Efficient data sharing in Kubeflow with Vineyard CSI Driver¶
If you are using Kubeflow Pipeline or Argo Workflow to manage your machine learning workflow, you may find that the data saving/loading to the volumes is slow. To speed up the data saving/loading within these volumes, we design the Vineyard CSI Driver to map each vineyard object to a volume, and the data saving/loading is handled by vineyard. Next, we will show you how to use the Vineyard CSI Driver to speed up a kubeflow pipeline.
Prerequisites¶
A kubernetes cluster >= 1.19. If you don’t have one by hand, you can refer to the guide Initialize Kubernetes Cluster to create one.
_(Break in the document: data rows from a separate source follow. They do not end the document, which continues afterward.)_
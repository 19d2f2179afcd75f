//! Time-bounded caching of remote metadata.
//!
//! The cache backend is a shared key/value store with per-item expiry
//! ([`CacheBackend`]). [`FieldOptionsCache`] builds on it to keep picklist
//! options for [`DEFAULT_FIELD_OPTIONS_TTL_SECS`](crate::config::DEFAULT_FIELD_OPTIONS_TTL_SECS)
//! seconds under `<namespace>:<objectType>:<fieldName>` keys.
//!
//! Reads and writes are not coordinated across callers: two concurrent misses
//! both fetch and the last write wins.

pub mod clock;
pub mod field_options;
pub mod in_memory;

pub use clock::{Clock, ManualClock, SystemClock};
pub use field_options::FieldOptionsCache;
pub use in_memory::InMemoryCache;

use chrono::{DateTime, Utc};
use serde_json::Value;
use std::future::Future;

/// A stored value and the instant after which it is no longer valid.
#[derive(Debug, Clone, PartialEq)]
pub struct CacheItem {
    pub data: Value,
    pub expires_at: DateTime<Utc>,
}

impl CacheItem {
    /// An item is valid up to and including its expiry instant.
    pub fn is_valid_at(&self, now: DateTime<Utc>) -> bool {
        now <= self.expires_at
    }
}

/// Shared key/value store with expiry.
pub trait CacheBackend: Send + Sync {
    /// Fetch an item, expired or not.
    fn get(&self, key: &str) -> impl Future<Output = Option<CacheItem>> + Send;

    /// Store or replace an item.
    fn set(
        &self,
        key: &str,
        data: Value,
        expires_at: DateTime<Utc>,
    ) -> impl Future<Output = ()> + Send;
}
Install the Vineyardctl by following the official guide.
Install the argo workflow cli >= 3.4.8.
Install the kfp package <= 1.8.0 for kubeflow v1 or >= 2.0.1 for kubeflow v2.
Deploy the Vineyard Cluster¶
$ python3 -m vineyard.ctl deploy vineyard-cluster --create-namespace
This command will create a vineyard cluster in the namespace vineyard-system. You can check as follows:
$ kubectl get pod -n vineyard-system
NAME READY STATUS RESTARTS AGE
vineyard-controller-manager-648fc9b7bf-zwnhd 2/2 Running 0 4d3h
vineyardd-sample-79c8ffb879-6k8mk 1/1 Running 0 4d3h
vineyardd-sample-79c8ffb879-f9kkr 1/1 Running 0 4d3h
vineyardd-sample-79c8ffb879-lzgwz 1/1 Running 0 4d3h
vineyardd-sample-etcd-0 1/1 Running 0 4d3h
Deploy the Vineyard CSI Driver¶
Before deploying the Vineyard CSI Driver, you are supposed to check the vineyard deployment is ready as follows:
$ kubectl get deployment -n vineyard-system
NAME READY UP-TO-DATE AVAILABLE AGE
vineyard-controller-manager 1/1 1 1 4d3h
vineyardd-sample 3/3 3 3 4d3h
Then deploy the vineyard csi driver which specifies the vineyard cluster to use:
Tip
If you want to look into the debug logs of the vineyard csi driver, you can add a
flag --verbose
in the following command.
$ python3 -m vineyard.ctl deploy csidriver --clusters vineyard-system/vineyardd-sample
Then check the status of the Vineyard CSI Driver:
$ kubectl get pod -n vineyard-system
NAME READY STATUS RESTARTS AGE
vineyard-controller-manager-648fc9b7bf-zwnhd 2/2 Running 0 4d3h
vineyard-csi-sample-csi-driver-fb7cb5b5d-nlrxs 4/4 Running 0 4m23s
vineyard-csi-sample-csi-nodes-69j77 3/3 Running 0 4m23s
vineyard-csi-sample-csi-nodes-k85hb 3/3 Running 0 4m23s
vineyard-csi-sample-csi-nodes-zhfz4 3/3 Running 0 4m23s
vineyardd-sample-79c8ffb879-6k8mk 1/1 Running 0 4d3h
vineyardd-sample-79c8ffb879-f9kkr 1/1 Running 0 4d3h
vineyardd-sample-79c8ffb879-lzgwz 1/1 Running 0 4d3h
vineyardd-sample-etcd-0 1/1 Running 0 4d3h
Running the Kubeflow Pipeline example¶
We provide two examples using different versions of Kubeflow Pipeline: v1 and v2. To use the Vineyard CSI Driver, we need to do two modifications:
Change APIs like pd.read_pickle/write_pickle to vineyard.csi.write/read in the source code.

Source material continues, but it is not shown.